# Malaysian Trumpet Snails in acid water



## snafuspyramid (May 27, 2010)

My ph sits at about 6.7-6.8. Will this be alright for a population of malaysian trumpet snails, to keep the sand aerated? Will it have the effect of keeping the population under control, or will I just end up with a heap of dead snails?

Cheers


----------



## TheVisionary78 (Mar 6, 2010)

My exerience it is not the PH it is the water softness that effects snails shells. They need calcium. I am wondering if you can almost buy Reef Calcium Supplements and add it to a freshwater tank for your inverts.
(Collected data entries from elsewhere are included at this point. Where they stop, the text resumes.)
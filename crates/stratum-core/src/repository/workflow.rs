//! Workflow repository trait definition.
//!
//! Defines the storage interface for workflow definitions, execution runs,
//! and step logs. The infrastructure layer (stratum-infra) implements
//! this trait with SQLite persistence.

use chrono::{DateTime, Utc};
use serde_json::Value;
use stratum_types::error::RepositoryError;
use stratum_types::workflow::{ExecutionRun, RunStatus, StepLogEntry, WorkflowDefinition};
use uuid::Uuid;

/// The terminal fields written when a run is finalized.
#[derive(Debug, Clone)]
pub struct RunFinalization {
    /// `Completed` or `Failed`.
    pub status: RunStatus,
    pub completed_at: DateTime<Utc>,
    pub duration_ms: u64,
    pub steps_completed: u32,
    pub result_data: Option<Value>,
    pub error_message: Option<String>,
}

/// Repository trait for workflow persistence.
///
/// Covers three entity families:
/// - **Definitions:** CRUD for workflow definitions.
/// - **Runs:** Create, finalize, and query execution runs.
/// - **Step logs:** Append-only, ordered log entries per run.
///
/// Uses native async fn in traits (Rust 2024 edition, no async_trait macro).
pub trait WorkflowRepository: Send + Sync {
    // -----------------------------------------------------------------------
    // Definitions
    // -----------------------------------------------------------------------

    /// Upsert a workflow definition (insert or replace by ID).
    ///
    /// Returns `Conflict` if another workflow already uses the name.
    fn save_definition(
        &self,
        def: &WorkflowDefinition,
    ) -> impl std::future::Future<Output = Result<(), RepositoryError>> + Send;

    /// Get a workflow definition by its UUID.
    fn get_definition(
        &self,
        id: &Uuid,
    ) -> impl std::future::Future<Output = Result<Option<WorkflowDefinition>, RepositoryError>> + Send;

    /// Get a workflow definition by its unique name.
    fn get_definition_by_name(
        &self,
        name: &str,
    ) -> impl std::future::Future<Output = Result<Option<WorkflowDefinition>, RepositoryError>> + Send;

    /// List all workflow definitions, ordered by name.
    fn list_definitions(
        &self,
    ) -> impl std::future::Future<Output = Result<Vec<WorkflowDefinition>, RepositoryError>> + Send;

    /// Delete a workflow definition (and its runs) by ID. Returns `true` if it existed.
    fn delete_definition(
        &self,
        id: &Uuid,
    ) -> impl std::future::Future<Output = Result<bool, RepositoryError>> + Send;

    // -----------------------------------------------------------------------
    // Runs
    // -----------------------------------------------------------------------

    /// Create a new run record. The run's `execution_log` is ignored.
    fn create_run(
        &self,
        run: &ExecutionRun,
    ) -> impl std::future::Future<Output = Result<(), RepositoryError>> + Send;

    /// Record how many top-level steps a running run has reached.
    fn update_run_progress(
        &self,
        run_id: &Uuid,
        steps_completed: u32,
    ) -> impl std::future::Future<Output = Result<(), RepositoryError>> + Send;

    /// Move a `running` run to its terminal state.
    ///
    /// Returns `NotFound` for an unknown run and `Conflict` if the run is
    /// already finalized.
    fn finalize_run(
        &self,
        run_id: &Uuid,
        fin: &RunFinalization,
    ) -> impl std::future::Future<Output = Result<(), RepositoryError>> + Send;

    /// Get a run with its execution log in `seq` order.
    fn get_run(
        &self,
        run_id: &Uuid,
    ) -> impl std::future::Future<Output = Result<Option<ExecutionRun>, RepositoryError>> + Send;

    /// List runs for a workflow, newest first. Execution logs are left empty.
    fn list_runs(
        &self,
        workflow_id: &Uuid,
        limit: u32,
    ) -> impl std::future::Future<Output = Result<Vec<ExecutionRun>, RepositoryError>> + Send;

    /// List runs still marked `running` (used for restart recovery).
    fn list_running_runs(
        &self,
    ) -> impl std::future::Future<Output = Result<Vec<ExecutionRun>, RepositoryError>> + Send;

    // -----------------------------------------------------------------------
    // Step logs
    // -----------------------------------------------------------------------

    /// Append a log entry at position `seq` (0-based, per run).
    fn append_step_log(
        &self,
        run_id: &Uuid,
        seq: u32,
        entry: &StepLogEntry,
    ) -> impl std::future::Future<Output = Result<(), RepositoryError>> + Send;
}
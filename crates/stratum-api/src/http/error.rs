//! Application error type mapping to HTTP status codes and envelope format.

use axum::http::StatusCode;
use axum::response::{IntoResponse, Response};
use uuid::Uuid;

use stratum_core::workflow::definition::WorkflowError;
use stratum_core::workflow::executor::ExecutorError;
use stratum_core::workflow::trigger::TriggerError;
use stratum_infra::workflow::webhook_handler::WebhookError;
use stratum_types::error::RepositoryError;

use crate::http::response::ApiResponse;

/// Application-level error that maps to HTTP responses.
#[derive(Debug)]
pub enum AppError {
    /// A workflow, run or webhook that does not exist.
    NotFound { code: &'static str, message: String },
    /// The request conflicts with current state (name taken, run in progress).
    Conflict(String),
    /// Malformed or invalid input.
    Validation(String),
    /// Webhook authentication failure.
    Unauthorized(String),
    /// The server cannot check the request (e.g. webhook secret unset).
    Unavailable(String),
    Internal(String),
}

impl AppError {
    pub fn workflow_not_found(id: impl std::fmt::Display) -> Self {
        AppError::NotFound {
            code: "WORKFLOW_NOT_FOUND",
            message: format!("workflow not found: {id}"),
        }
    }

    pub fn run_not_found(id: &Uuid) -> Self {
        AppError::NotFound {
            code: "RUN_NOT_FOUND",
            message: format!("workflow run not found: {id}"),
        }
    }

    fn parts(&self) -> (StatusCode, &'static str, String) {
        match self {
            AppError::NotFound { code, message } => (StatusCode::NOT_FOUND, code, message.clone()),
            AppError::Conflict(msg) => (StatusCode::CONFLICT, "CONFLICT", msg.clone()),
            AppError::Validation(msg) => (StatusCode::BAD_REQUEST, "VALIDATION_ERROR", msg.clone()),
            AppError::Unauthorized(msg) => (StatusCode::UNAUTHORIZED, "UNAUTHORIZED", msg.clone()),
            AppError::Unavailable(msg) => {
                (StatusCode::SERVICE_UNAVAILABLE, "UNAVAILABLE", msg.clone())
            }
            AppError::Internal(msg) => {
                (StatusCode::INTERNAL_SERVER_ERROR, "INTERNAL_ERROR", msg.clone())
            }
        }
    }
}

impl From<RepositoryError> for AppError {
    fn from(e: RepositoryError) -> Self {
        match e {
            RepositoryError::NotFound => AppError::NotFound {
                code: "NOT_FOUND",
                message: "resource not found".to_string(),
            },
            RepositoryError::Conflict(msg) => AppError::Conflict(msg),
            other => AppError::Internal(other.to_string()),
        }
    }
}

impl From<WorkflowError> for AppError {
    fn from(e: WorkflowError) -> Self {
        match e {
            WorkflowError::IoError(io) => AppError::Internal(io.to_string()),
            other => AppError::Validation(other.to_string()),
        }
    }
}

impl From<TriggerError> for AppError {
    fn from(e: TriggerError) -> Self {
        match e {
            TriggerError::WebhookNotFound(_) => AppError::NotFound {
                code: "WEBHOOK_NOT_FOUND",
                message: e.to_string(),
            },
            TriggerError::Executor(ExecutorError::WorkflowNotFound(id)) => {
                AppError::workflow_not_found(id)
            }
            TriggerError::Executor(ExecutorError::RunNotFound(id)) => AppError::run_not_found(&id),
            TriggerError::Executor(
                ref inner @ (ExecutorError::AlreadyRunning(_)
                | ExecutorError::QueueFull(_)
                | ExecutorError::Disabled(_)),
            ) => AppError::Conflict(inner.to_string()),
            TriggerError::Executor(ref inner @ ExecutorError::EmptyWorkflow(_)) => {
                AppError::Validation(inner.to_string())
            }
            TriggerError::Scheduler(ref inner) => AppError::Validation(inner.to_string()),
            other => AppError::Internal(other.to_string()),
        }
    }
}

impl From<WebhookError> for AppError {
    fn from(e: WebhookError) -> Self {
        match e {
            WebhookError::SecretUnavailable(_) => AppError::Unavailable(e.to_string()),
            WebhookError::InvalidKey(_) => AppError::Internal(e.to_string()),
            other => AppError::Unauthorized(other.to_string()),
        }
    }
}

impl IntoResponse for AppError {
    fn into_response(self) -> Response {
        let (status, code, message) = self.parts();
        if status.is_server_error() {
            tracing::error!(code, error = %message, "request failed");
        } else {
            tracing::debug!(code, error = %message, "request rejected");
        }

        ApiResponse::error(code, &message, Uuid::now_v7().to_string(), 0).into_response_with(status)
    }
}

#[cfg(test)]
mod tests {
    use super::*;

    #[test]
    fn test_trigger_errors_map_to_statuses() {
        let cases = [
            (
                AppError::from(TriggerError::Executor(ExecutorError::AlreadyRunning("a".into()))),
                StatusCode::CONFLICT,
            ),
            (
                AppError::from(TriggerError::Executor(ExecutorError::QueueFull("a".into()))),
                StatusCode::CONFLICT,
            ),
            (
                AppError::from(TriggerError::Executor(ExecutorError::Disabled("a".into()))),
                StatusCode::CONFLICT,
            ),
            (
                AppError::from(TriggerError::WebhookNotFound("hook".into())),
                StatusCode::NOT_FOUND,
            ),
            (
                AppError::from(TriggerError::Executor(ExecutorError::RunNotFound(Uuid::nil()))),
                StatusCode::NOT_FOUND,
            ),
        ];
        for (err, status) in cases {
            assert_eq!(err.parts().0, status, "{err:?}");
        }
    }

    #[test]
    fn test_webhook_errors_map_to_statuses() {
        assert_eq!(
            AppError::from(WebhookError::BadSignature).parts().0,
            StatusCode::UNAUTHORIZED
        );
        assert_eq!(
            AppError::from(WebhookError::MissingHeader("Authorization")).parts().0,
            StatusCode::UNAUTHORIZED
        );
        assert_eq!(
            AppError::from(WebhookError::SecretUnavailable("HOOK".into())).parts().0,
            StatusCode::SERVICE_UNAVAILABLE
        );
    }

    #[test]
    fn test_repository_conflict_keeps_message() {
        let err = AppError::from(RepositoryError::Conflict("workflow name 'x' already exists".into()));
        let (status, code, message) = err.parts();
        assert_eq!(status, StatusCode::CONFLICT);
        assert_eq!(code, "CONFLICT");
        assert_eq!(message, "workflow name 'x' already exists");
    }
}
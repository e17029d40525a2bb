//! SQLite strategy store: objectives and key results.
//!
//! Updates run read-modify-write inside a writer transaction so concurrent
//! increments from parallel runs never lose an update.

use chrono::Utc;
use sqlx::Row;
use stratum_core::repository::strategy::StrategyStore;
use stratum_core::strategy::{key_result_new_value, objective_new_progress};
use stratum_types::error::RepositoryError;
use stratum_types::strategy::{
    KeyResult, Objective, StrategyTargetType, StrategyUpdateOutcome, UpdateType,
};

use super::pool::DatabasePool;
use super::workflow::{format_datetime, parse_datetime};

/// SQLite-backed implementation of `StrategyStore`.
pub struct SqliteStrategyStore {
    pool: DatabasePool,
}

impl SqliteStrategyStore {
    pub fn new(pool: DatabasePool) -> Self {
        Self { pool }
    }
}

fn objective_from_row(row: &sqlx::sqlite::SqliteRow) -> Result<Objective, RepositoryError> {
    let updated_at: String = row.try_get("updated_at").map_err(query_error)?;
    Ok(Objective {
        id: row.try_get("id").map_err(query_error)?,
        title: row.try_get("title").map_err(query_error)?,
        progress: row.try_get("progress").map_err(query_error)?,
        updated_at: parse_datetime(&updated_at)?,
    })
}

fn key_result_from_row(row: &sqlx::sqlite::SqliteRow) -> Result<KeyResult, RepositoryError> {
    let updated_at: String = row.try_get("updated_at").map_err(query_error)?;
    Ok(KeyResult {
        id: row.try_get("id").map_err(query_error)?,
        objective_id: row.try_get("objective_id").map_err(query_error)?,
        title: row.try_get("title").map_err(query_error)?,
        start_value: row.try_get("start_value").map_err(query_error)?,
        current_value: row.try_get("current_value").map_err(query_error)?,
        target_value: row.try_get("target_value").map_err(query_error)?,
        unit: row.try_get("unit").map_err(query_error)?,
        updated_at: parse_datetime(&updated_at)?,
    })
}

fn query_error(e: sqlx::Error) -> RepositoryError {
    RepositoryError::Query(e.to_string())
}

const KEY_RESULT_COLUMNS: &str =
    "id, objective_id, title, start_value, current_value, target_value, unit, updated_at";

impl StrategyStore for SqliteStrategyStore {
    async fn get_objective(&self, id: &str) -> Result<Option<Objective>, RepositoryError> {
        let row = sqlx::query("SELECT id, title, progress, updated_at FROM objectives WHERE id = ?")
            .bind(id)
            .fetch_optional(&self.pool.reader)
            .await
            .map_err(query_error)?;

        row.as_ref().map(objective_from_row).transpose()
    }

    async fn list_objectives(&self) -> Result<Vec<Objective>, RepositoryError> {
        let rows = sqlx::query("SELECT id, title, progress, updated_at FROM objectives ORDER BY id")
            .fetch_all(&self.pool.reader)
            .await
            .map_err(query_error)?;

        rows.iter().map(objective_from_row).collect()
    }

    async fn upsert_objective(&self, objective: &Objective) -> Result<(), RepositoryError> {
        sqlx::query(
            r#"INSERT INTO objectives (id, title, progress, updated_at)
               VALUES (?, ?, ?, ?)
               ON CONFLICT(id) DO UPDATE SET
                 title = excluded.title,
                 progress = excluded.progress,
                 updated_at = excluded.updated_at"#,
        )
        .bind(&objective.id)
        .bind(&objective.title)
        .bind(objective.progress.clamp(0.0, 100.0))
        .bind(format_datetime(&objective.updated_at))
        .execute(&self.pool.writer)
        .await
        .map_err(query_error)?;

        Ok(())
    }

    async fn get_key_result(&self, id: &str) -> Result<Option<KeyResult>, RepositoryError> {
        let row = sqlx::query(&format!(
            "SELECT {KEY_RESULT_COLUMNS} FROM key_results WHERE id = ?"
        ))
        .bind(id)
        .fetch_optional(&self.pool.reader)
        .await
        .map_err(query_error)?;

        row.as_ref().map(key_result_from_row).transpose()
    }

    async fn list_key_results(&self) -> Result<Vec<KeyResult>, RepositoryError> {
        let rows = sqlx::query(&format!(
            "SELECT {KEY_RESULT_COLUMNS} FROM key_results ORDER BY id"
        ))
        .fetch_all(&self.pool.reader)
        .await
        .map_err(query_error)?;

        rows.iter().map(key_result_from_row).collect()
    }

    async fn upsert_key_result(&self, key_result: &KeyResult) -> Result<(), RepositoryError> {
        sqlx::query(
            r#"INSERT INTO key_results
               (id, objective_id, title, start_value, current_value, target_value, unit, updated_at)
               VALUES (?, ?, ?, ?, ?, ?, ?, ?)
               ON CONFLICT(id) DO UPDATE SET
                 objective_id = excluded.objective_id,
                 title = excluded.title,
                 start_value = excluded.start_value,
                 current_value = excluded.current_value,
                 target_value = excluded.target_value,
                 unit = excluded.unit,
                 updated_at = excluded.updated_at"#,
        )
        .bind(&key_result.id)
        .bind(&key_result.objective_id)
        .bind(&key_result.title)
        .bind(key_result.start_value)
        .bind(key_result.current_value)
        .bind(key_result.target_value)
        .bind(&key_result.unit)
        .bind(format_datetime(&key_result.updated_at))
        .execute(&self.pool.writer)
        .await
        .map_err(query_error)?;

        Ok(())
    }

    async fn update_key_result(
        &self,
        id: &str,
        update_type: UpdateType,
        value: f64,
    ) -> Result<StrategyUpdateOutcome, RepositoryError> {
        let mut tx = self.pool.writer.begin().await.map_err(query_error)?;

        let row = sqlx::query(&format!(
            "SELECT {KEY_RESULT_COLUMNS} FROM key_results WHERE id = ?"
        ))
        .bind(id)
        .fetch_optional(&mut *tx)
        .await
        .map_err(query_error)?
        .ok_or(RepositoryError::NotFound)?;
        let kr = key_result_from_row(&row)?;

        let new_value = key_result_new_value(&kr, update_type, value);
        sqlx::query("UPDATE key_results SET current_value = ?, updated_at = ? WHERE id = ?")
            .bind(new_value)
            .bind(format_datetime(&Utc::now()))
            .bind(id)
            .execute(&mut *tx)
            .await
            .map_err(query_error)?;

        tx.commit().await.map_err(query_error)?;

        tracing::debug!(
            key_result = id,
            update_type = update_type.as_str(),
            previous = kr.current_value,
            new = new_value,
            "key result updated"
        );

        Ok(StrategyUpdateOutcome {
            target_id: id.to_string(),
            target_type: StrategyTargetType::KeyResult,
            update_type,
            previous_value: kr.current_value,
            new_value,
        })
    }

    async fn update_objective(
        &self,
        id: &str,
        update_type: UpdateType,
        value: f64,
    ) -> Result<StrategyUpdateOutcome, RepositoryError> {
        let mut tx = self.pool.writer.begin().await.map_err(query_error)?;

        let row = sqlx::query("SELECT id, title, progress, updated_at FROM objectives WHERE id = ?")
            .bind(id)
            .fetch_optional(&mut *tx)
            .await
            .map_err(query_error)?
            .ok_or(RepositoryError::NotFound)?;
        let objective = objective_from_row(&row)?;

        let new_progress = objective_new_progress(&objective, update_type, value);
        sqlx::query("UPDATE objectives SET progress = ?, updated_at = ? WHERE id = ?")
            .bind(new_progress)
            .bind(format_datetime(&Utc::now()))
            .bind(id)
            .execute(&mut *tx)
            .await
            .map_err(query_error)?;

        tx.commit().await.map_err(query_error)?;

        tracing::debug!(
            objective = id,
            update_type = update_type.as_str(),
            previous = objective.progress,
            new = new_progress,
            "objective updated"
        );

        Ok(StrategyUpdateOutcome {
            target_id: id.to_string(),
            target_type: StrategyTargetType::Objective,
            update_type,
            previous_value: objective.progress,
            new_value: new_progress,
        })
    }
}

// ---------------------------------------------------------------------------
// Tests
// ---------------------------------------------------------------------------

#[cfg(test)]
mod tests {
    use super::*;
    use crate::sqlite::pool::database_url;

    async fn test_store() -> SqliteStrategyStore {
        let dir = tempfile::tempdir().unwrap();
        let url = database_url(dir.path());
        std::mem::forget(dir);
        SqliteStrategyStore::new(DatabasePool::new(&url).await.unwrap())
    }

    fn key_result(id: &str, start: f64, current: f64, target: f64) -> KeyResult {
        KeyResult {
            id: id.to_string(),
            objective_id: None,
            title: "Qualified leads".to_string(),
            start_value: start,
            current_value: current,
            target_value: target,
            unit: Some("leads".to_string()),
            updated_at: Utc::now(),
        }
    }

    fn objective(id: &str, progress: f64) -> Objective {
        Objective {
            id: id.to_string(),
            title: "Grow pipeline".to_string(),
            progress,
            updated_at: Utc::now(),
        }
    }

    #[tokio::test]
    async fn test_upsert_and_get_key_result() {
        let store = test_store().await;
        store
            .upsert_key_result(&key_result("kr-1", 0.0, 10.0, 100.0))
            .await
            .unwrap();

        let kr = store.get_key_result("kr-1").await.unwrap().unwrap();
        assert_eq!(kr.current_value, 10.0);
        assert_eq!(kr.unit.as_deref(), Some("leads"));
        assert!(store.get_key_result("kr-2").await.unwrap().is_none());
        assert_eq!(store.list_key_results().await.unwrap().len(), 1);
    }

    #[tokio::test]
    async fn test_update_key_result_set_and_increment() {
        let store = test_store().await;
        store
            .upsert_key_result(&key_result("kr-1", 0.0, 10.0, 100.0))
            .await
            .unwrap();

        let set = store
            .update_key_result("kr-1", UpdateType::SetValue, 25.0)
            .await
            .unwrap();
        assert_eq!(set.previous_value, 10.0);
        assert_eq!(set.new_value, 25.0);

        let inc = store
            .update_key_result("kr-1", UpdateType::Increment, 5.0)
            .await
            .unwrap();
        assert_eq!(inc.previous_value, 25.0);
        assert_eq!(inc.new_value, 30.0);
        assert_eq!(inc.target_type, StrategyTargetType::KeyResult);

        let stored = store.get_key_result("kr-1").await.unwrap().unwrap();
        assert_eq!(stored.current_value, 30.0);
    }

    #[tokio::test]
    async fn test_update_key_result_percentage_of_range() {
        let store = test_store().await;
        store
            .upsert_key_result(&key_result("kr-1", 20.0, 20.0, 120.0))
            .await
            .unwrap();

        let outcome = store
            .update_key_result("kr-1", UpdateType::Percentage, 50.0)
            .await
            .unwrap();
        assert_eq!(outcome.new_value, 70.0);
    }

    #[tokio::test]
    async fn test_update_unknown_key_result_is_not_found() {
        let store = test_store().await;
        let err = store
            .update_key_result("ghost", UpdateType::SetValue, 1.0)
            .await
            .unwrap_err();
        assert!(matches!(err, RepositoryError::NotFound));
    }

    #[tokio::test]
    async fn test_update_objective_clamps_progress() {
        let store = test_store().await;
        store.upsert_objective(&objective("obj-1", 90.0)).await.unwrap();

        let outcome = store
            .update_objective("obj-1", UpdateType::Increment, 25.0)
            .await
            .unwrap();
        assert_eq!(outcome.previous_value, 90.0);
        assert_eq!(outcome.new_value, 100.0);

        let outcome = store
            .update_objective("obj-1", UpdateType::SetValue, -5.0)
            .await
            .unwrap();
        assert_eq!(outcome.new_value, 0.0);

        let stored = store.get_objective("obj-1").await.unwrap().unwrap();
        assert_eq!(stored.progress, 0.0);
    }

    #[tokio::test]
    async fn test_list_objectives() {
        let store = test_store().await;
        store.upsert_objective(&objective("b", 10.0)).await.unwrap();
        store.upsert_objective(&objective("a", 20.0)).await.unwrap();

        let ids: Vec<String> = store
            .list_objectives()
            .await
            .unwrap()
            .into_iter()
            .map(|o| o.id)
            .collect();
        assert_eq!(ids, vec!["a", "b"]);
    }
}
Anyone had experience with this?


----------



## Da Plant Man (Apr 7, 2010)

Just add some cuttlefish bone to the back, you should be fine.


----------



## insta (Jan 27, 2010)

For reference, a pH of 6.8 is *less* acidic than a cup of distilled water sitting on a countertop. It can really only be called "acidic" by definition instead of any measurable reactions.


----------



## Franco (Jun 13, 2010)

I used to be a "Snailor" and was always trying to keep my ph, GH, KH as high as possible to grow my beautiful snails.
MTS are tough little suckers and they will handle 6.0 pH freshwater or 8.6 saltwater if allowed to acclimate over months. I've boiled gravel and had the little suckers survive.
You fish food has calcium in it and the fish don't use most of it. The MTS will eat the poo and get the calcium.
I never had any trouble with starving MTS.
They might get some pitting in the shells but they will still do a good job of aerating your substrate.
The first MTS I ever got is at least 8 years old now. He has been in soft, hard, and brackish tanks. The last 4 years he has been living in planted betta bowls with a pH of 6. He has outlived 2 bettas and does a good job of cleaning up after the fish. He is 1.5 inches long, half an inch thick at the operculum, weighs about 1/2 an ounce, and has the end of his spiral broken off.


----------